Stored items:
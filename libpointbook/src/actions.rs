//! Actions for the reducer pattern
//!
//! Every state transition is described by an [`Action`]. Actions are plain
//! data; the reducer (see `reducer.rs`) decides what they do to state.
//!
//! Actions also have a JSON form, `{"type": "ADD_USER_POINTS", "payload": 50}`,
//! so they can be fed in from tooling. Any `type` this build does not know
//! decodes as [`Action::Unknown`] through [`Action::from_json`], which the
//! reducer ignores.

use serde::{Deserialize, Serialize};

use crate::state::StatePatch;
use crate::types::{Bet, BetId, BetResult, CartItem, ItemId, ShippingInfo};

/// Actions that trigger state transitions
#[derive(Debug, Clone, PartialEq, Serialize, Deserialize)]
#[serde(tag = "type", content = "payload")]
pub enum Action {
    // === Points ===
    /// Replace the balance
    #[serde(rename = "SET_USER_POINTS")]
    SetPoints(i64),

    /// Credit the balance
    #[serde(rename = "ADD_USER_POINTS")]
    AddPoints(i64),

    /// Debit the balance
    #[serde(rename = "SUBTRACT_USER_POINTS")]
    SubtractPoints(i64),

    // === Bets ===
    /// Append an active bet without touching the balance
    #[serde(rename = "ADD_BET")]
    AddBet(Bet),

    /// Append an active bet and debit its stake in one step
    #[serde(rename = "PLACE_BET")]
    PlaceBet(Bet),

    /// Drop an active bet
    #[serde(rename = "REMOVE_BET")]
    RemoveBet(BetId),

    /// Settle an active bet and credit any winnings
    #[serde(rename = "COMPLETE_BET", rename_all = "camelCase")]
    CompleteBet { bet_id: BetId, result: BetResult },

    // === Raffle ===
    #[serde(rename = "ADD_RAFFLE_ENTRY")]
    AddRaffleEntry,

    // === Cart ===
    #[serde(rename = "ADD_TO_CART")]
    AddToCart(CartItem),

    #[serde(rename = "REMOVE_FROM_CART")]
    RemoveFromCart(ItemId),

    #[serde(rename = "CLEAR_CART")]
    ClearCart,

    #[serde(rename = "UPDATE_SHIPPING_INFO")]
    UpdateShipping(ShippingInfo),

    // === Whole-state ===
    /// Shallow-merge a restored snapshot
    #[serde(rename = "LOAD_STATE")]
    LoadState(StatePatch),

    /// Shallow-merge arbitrary fields
    #[serde(rename = "SET_STATE")]
    SetState(StatePatch),

    #[serde(rename = "SET_LOADING")]
    SetLoading(bool),

    /// Any action kind this build does not recognise
    #[serde(other)]
    Unknown,
}

/// Wire names of every action this build understands
const KNOWN_KINDS: &[&str] = &[
    "SET_USER_POINTS",
    "ADD_USER_POINTS",
    "SUBTRACT_USER_POINTS",
    "ADD_BET",
    "PLACE_BET",
    "REMOVE_BET",
    "COMPLETE_BET",
    "ADD_RAFFLE_ENTRY",
    "ADD_TO_CART",
    "REMOVE_FROM_CART",
    "CLEAR_CART",
    "UPDATE_SHIPPING_INFO",
    "LOAD_STATE",
    "SET_STATE",
    "SET_LOADING",
];

impl Action {
    /// Decode an action from its JSON form
    ///
    /// Unrecognised kinds become [`Action::Unknown`] whatever their payload.
    ///
    /// # Errors
    ///
    /// Returns an error when the `type` field is missing or a known kind
    /// carries a malformed payload.
    pub fn from_json(value: serde_json::Value) -> Result<Self, serde_json::Error> {
        let recognised = match value.get("type").and_then(|t| t.as_str()) {
            Some(kind) => KNOWN_KINDS.contains(&kind),
            None => true, // let serde report the missing tag
        };
        if !recognised {
            return Ok(Action::Unknown);
        }
        serde_json::from_value(value)
    }

    /// Decode an action from JSON text
    pub fn from_json_str(text: &str) -> Result<Self, serde_json::Error> {
        Self::from_json(serde_json::from_str(text)?)
    }

    /// Wire name of this action, for logging
    pub fn kind(&self) -> &'static str {
        match self {
            Action::SetPoints(_) => "SET_USER_POINTS",
            Action::AddPoints(_) => "ADD_USER_POINTS",
            Action::SubtractPoints(_) => "SUBTRACT_USER_POINTS",
            Action::AddBet(_) => "ADD_BET",
            Action::PlaceBet(_) => "PLACE_BET",
            Action::RemoveBet(_) => "REMOVE_BET",
            Action::CompleteBet { .. } => "COMPLETE_BET",
            Action::AddRaffleEntry => "ADD_RAFFLE_ENTRY",
            Action::AddToCart(_) => "ADD_TO_CART",
            Action::RemoveFromCart(_) => "REMOVE_FROM_CART",
            Action::ClearCart => "CLEAR_CART",
            Action::UpdateShipping(_) => "UPDATE_SHIPPING_INFO",
            Action::LoadState(_) => "LOAD_STATE",
            Action::SetState(_) => "SET_STATE",
            Action::SetLoading(_) => "SET_LOADING",
            Action::Unknown => "UNKNOWN",
        }
    }
}

#[cfg(test)]
mod tests {
    use super::*;
    use crate::types::BetOutcome;
    use serde_json::json;

    #[test]
    fn test_parses_payload_actions() {
        let action: Action =
            serde_json::from_value(json!({"type": "ADD_USER_POINTS", "payload": 50})).unwrap();
        assert_eq!(action, Action::AddPoints(50));

        let action: Action =
            serde_json::from_value(json!({"type": "REMOVE_FROM_CART", "payload": "tee"})).unwrap();
        assert_eq!(action, Action::RemoveFromCart(ItemId::Text("tee".to_string())));
    }

    #[test]
    fn test_parses_unit_actions_without_payload() {
        let action: Action = serde_json::from_value(json!({"type": "CLEAR_CART"})).unwrap();
        assert_eq!(action, Action::ClearCart);

        let action: Action = serde_json::from_value(json!({"type": "ADD_RAFFLE_ENTRY"})).unwrap();
        assert_eq!(action, Action::AddRaffleEntry);
    }

    #[test]
    fn test_parses_complete_bet_payload() {
        let action: Action = serde_json::from_value(json!({
            "type": "COMPLETE_BET",
            "payload": {
                "betId": 17,
                "result": {"status": "won", "winnings": 150, "result": "Won +150 points"}
            }
        }))
        .unwrap();

        match action {
            Action::CompleteBet { bet_id, result } => {
                assert_eq!(bet_id, 17);
                assert_eq!(result.status, BetOutcome::Won);
                assert_eq!(result.winnings, 150);
            }
            other => panic!("Expected CompleteBet, got {:?}", other),
        }
    }

    #[test]
    fn test_unrecognised_kind_is_unknown() {
        let action = Action::from_json(json!({"type": "RESET_EVERYTHING", "payload": 1})).unwrap();
        assert_eq!(action, Action::Unknown);
        assert_eq!(action.kind(), "UNKNOWN");

        let action: Action = serde_json::from_value(json!({"type": "RESET_EVERYTHING"})).unwrap();
        assert_eq!(action, Action::Unknown);
    }

    #[test]
    fn test_from_json_rejects_malformed_known_payload() {
        assert!(Action::from_json(json!({"type": "ADD_USER_POINTS", "payload": "lots"})).is_err());
        assert!(Action::from_json(json!({"payload": 5})).is_err());
    }

    #[test]
    fn test_from_json_str_round_trip() {
        let action = Action::from_json_str(r#"{"type":"SET_LOADING","payload":false}"#).unwrap();
        assert_eq!(action, Action::SetLoading(false));
    }

    #[test]
    fn test_every_known_kind_is_listed() {
        let bet = Bet::from_spec(crate::types::BetSpec::new(1, 2), 1, chrono::Utc::now());
        let actions = [
            Action::PlaceBet(bet),
            Action::AddRaffleEntry,
            Action::UpdateShipping(ShippingInfo::default()),
            Action::LoadState(StatePatch::default()),
        ];
        for action in actions {
            assert!(KNOWN_KINDS.contains(&action.kind()));
        }
        assert!(!KNOWN_KINDS.contains(&Action::Unknown.kind()));
    }

    #[test]
    fn test_kind_matches_wire_name() {
        let actions = vec![
            Action::SetPoints(1),
            Action::SubtractPoints(1),
            Action::RemoveBet(1),
            Action::ClearCart,
            Action::SetLoading(false),
        ];
        for action in actions {
            let value = serde_json::to_value(&action).unwrap();
            assert_eq!(value["type"], action.kind());
        }
    }
}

AIM OF THE TASK: Which lines above contain the word "they"? List them.

TASK SOLUTION:
//! data; the reducer (see `reducer.rs`) decides what they do to state.
//! so they can be fed in from tooling. Any `type` this build does not know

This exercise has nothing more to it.